Fue profesor de la Universidad de Caracas, asesor de la Capitanía General y de la Audiencia de Guerra. El 19 de abril de 1810, al formarse la Junta Defensora de los Derechos de Fernando VII, integra el Cabildo en calidad de diputado del pueblo. Es nombrado secretario de Relaciones Exteriores de aquella primera junta emancipadora (es decir, el primer canciller que tuvo Venezuela), y luego formó parte del Congreso Constituyente instalado el de de marzo de 1811 en calidad de diputado. El Congreso Constituyente le encarga la tarea de ser redactor, junto con Francisco Isnardy, del Acta de Independencia, decidida el 5 de julio de 1811. Luego, integra la comisión redactora de la primera Constitución que tuvo la República de Venezuela, sancionada el 21 de diciembre de 1811. También, fue redactor del Reglamento para la Elección de Diputados al primer Congreso de la Venezuela Independiente, en 1811. Además, redacta el Manifiesto que hace al mundo la Confederación de Venezuela en la América Meridional de las razones en que ha fundado su absoluta independencia de la España, de cualquier otra dominación, extranjera, intentada y promovida el 19 de abril de 1810, y declarada el 5 de julio de 1811, formado y mandado publicar por acuerdo del Congreso General de las provincias unidas. Este texto es el sustento teórico más importante de aquellos momentos fundacionales de la República.
La perdida de la Primera República venezolana, en julio de 1812, tiene a Simón Bolívar como lamentable protagonista de la derrota de Puerto Cabello, plaza que se ha perdido en sus manos. De modo que, hasta diciembre de 1811, si alguien es figura principal de los hechos, es el doctor Roscio. El autor de una Constitución Federal a la que Bolívar culpó de ser la causa de la pérdida de la Primera República en un actin proyectivo, como puede leerse en el Manifiesto de Cartagena.
En julio de 1812, con el triunfo de Domingo Monteverde y la consecuente pérdida de la Primera República, Roscio es hecho preso y enviado a España el 8 de septiembre de 1812. Mientras Bolívar se hace de un pasaporte que le confiere Monteverde en gratitud por la entrega de Francisco de Miranda, en la noche del 31 de julio de 1812 en La Guaira. Bolívar pasa a Curazao y luego a Cartegena, donde redacta su Manifiesto.
Junto con Francisco Isnardi, José Barona, Juan Pablo Ayala, José Mires, Juan Paz de Castillo, Manuel Ruiz y el canónigo chileno José Cortés de Madariaga fueron presos en Cádiz, en La Carraca, durante siete meses, y luego en Ceuta, hasta que, en la noche del 17 de febrero de 1814 él y otro tres compañeros de celda logran fugarse a Gibraltar, solo que son entregados por el gobernador ingles a los españoles. Después de más de un año, el príncipe regente de Inglaterra, Jorge IV, solicitó a Fernando VII la libertad de aquellos presos americanos, cosa que el monarca se vio en la necesidad de concederle, el 10 de septiembre de 1815.
De la península ibérica salió Juan Germán Roscio rumbo a Jamaica y luego se estableció en Filadelfia.

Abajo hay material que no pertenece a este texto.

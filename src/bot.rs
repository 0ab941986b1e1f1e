//! Event intake: engine first, then command dispatch, then the reply.

use std::sync::Arc;

use serde::Serialize;

use crate::commands::CommandDispatcher;
use crate::config::BotConfig;
use crate::guild::GuildRegistry;
use crate::rave::{RaveEngine, RaveOutcome};
use crate::transport::Transport;
use crate::types::ActivityEvent;
use crate::utilities::FileHandler;

/// What happened to one inbound event.
#[derive(Debug, Clone, PartialEq, Eq, Serialize)]
pub struct EventReport {
    /// Rave outcome, absent when the community could not be loaded.
    pub outcome: Option<RaveOutcome>,
    #[serde(skip_serializing_if = "Option::is_none")]
    pub error: Option<String>,
    /// Command reply, if the event was a command.
    pub reply: Option<String>,
}

/// The event intake: the rave engine and the command dispatcher over one
/// shared registry and transport.
pub struct RaveBot {
    engine: RaveEngine,
    dispatcher: CommandDispatcher,
    transport: Arc<dyn Transport>,
}

impl RaveBot {
    /// Create a bot with a fresh registry over `config.data_dir`.
    pub fn new(config: &BotConfig, transport: Arc<dyn Transport>) -> Self {
        let registry = Arc::new(GuildRegistry::new(FileHandler::new(&config.data_dir)));
        Self::with_registry(config, registry, transport)
    }

    /// Create a bot over an existing registry.
    pub fn with_registry(config: &BotConfig, registry: Arc<GuildRegistry>, transport: Arc<dyn Transport>) -> Self {
        Self {
            engine: RaveEngine::new(registry.clone(), transport.clone(), config.bot_id, config.prefix.clone()),
            dispatcher: CommandDispatcher::new(registry, transport.clone(), config.prefix.clone()),
            transport,
        }
    }

    /// Communities resolved so far.
    pub fn registry(&self) -> &Arc<GuildRegistry> {
        self.engine.registry()
    }

    /// Handle one event. Never fails; problems end up in the report.
    pub async fn handle(&self, event: &ActivityEvent) -> EventReport {
        let (outcome, error) = match self.engine.process(event).await {
            Ok(outcome) => {
                tracing::debug!(guild = %event.guild.id, user = %event.author.id, ?outcome, "event processed");
                (Some(outcome), None)
            }
            Err(e) => {
                tracing::error!(guild = %event.guild.id, error = %e, "rave engine failed");
                (None, Some(e.to_string()))
            }
        };

        let reply = self.dispatcher.dispatch(event).await;
        if let Some(text) = &reply {
            if let Err(e) = self.transport.send_message(event.channel, text).await {
                tracing::warn!(channel = %event.channel, error = %e, "failed to send command reply");
            }
        }

        EventReport { outcome, error, reply }
    }
}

El trasfondo filosófico en el que se apoya es el liberalismo. De ello dan fe las diversas alusiones a “El contrato social” de Juan Jacobo Rousseau. Roscio aboga por la creación de repúblicas libres, gobernadas bajo el imperio de leyes fundadas en los principios de la libertad y los derechos del hombre, todos ellos consustanciales al individualismo, que no hay manera de disociar de las ideas liberales.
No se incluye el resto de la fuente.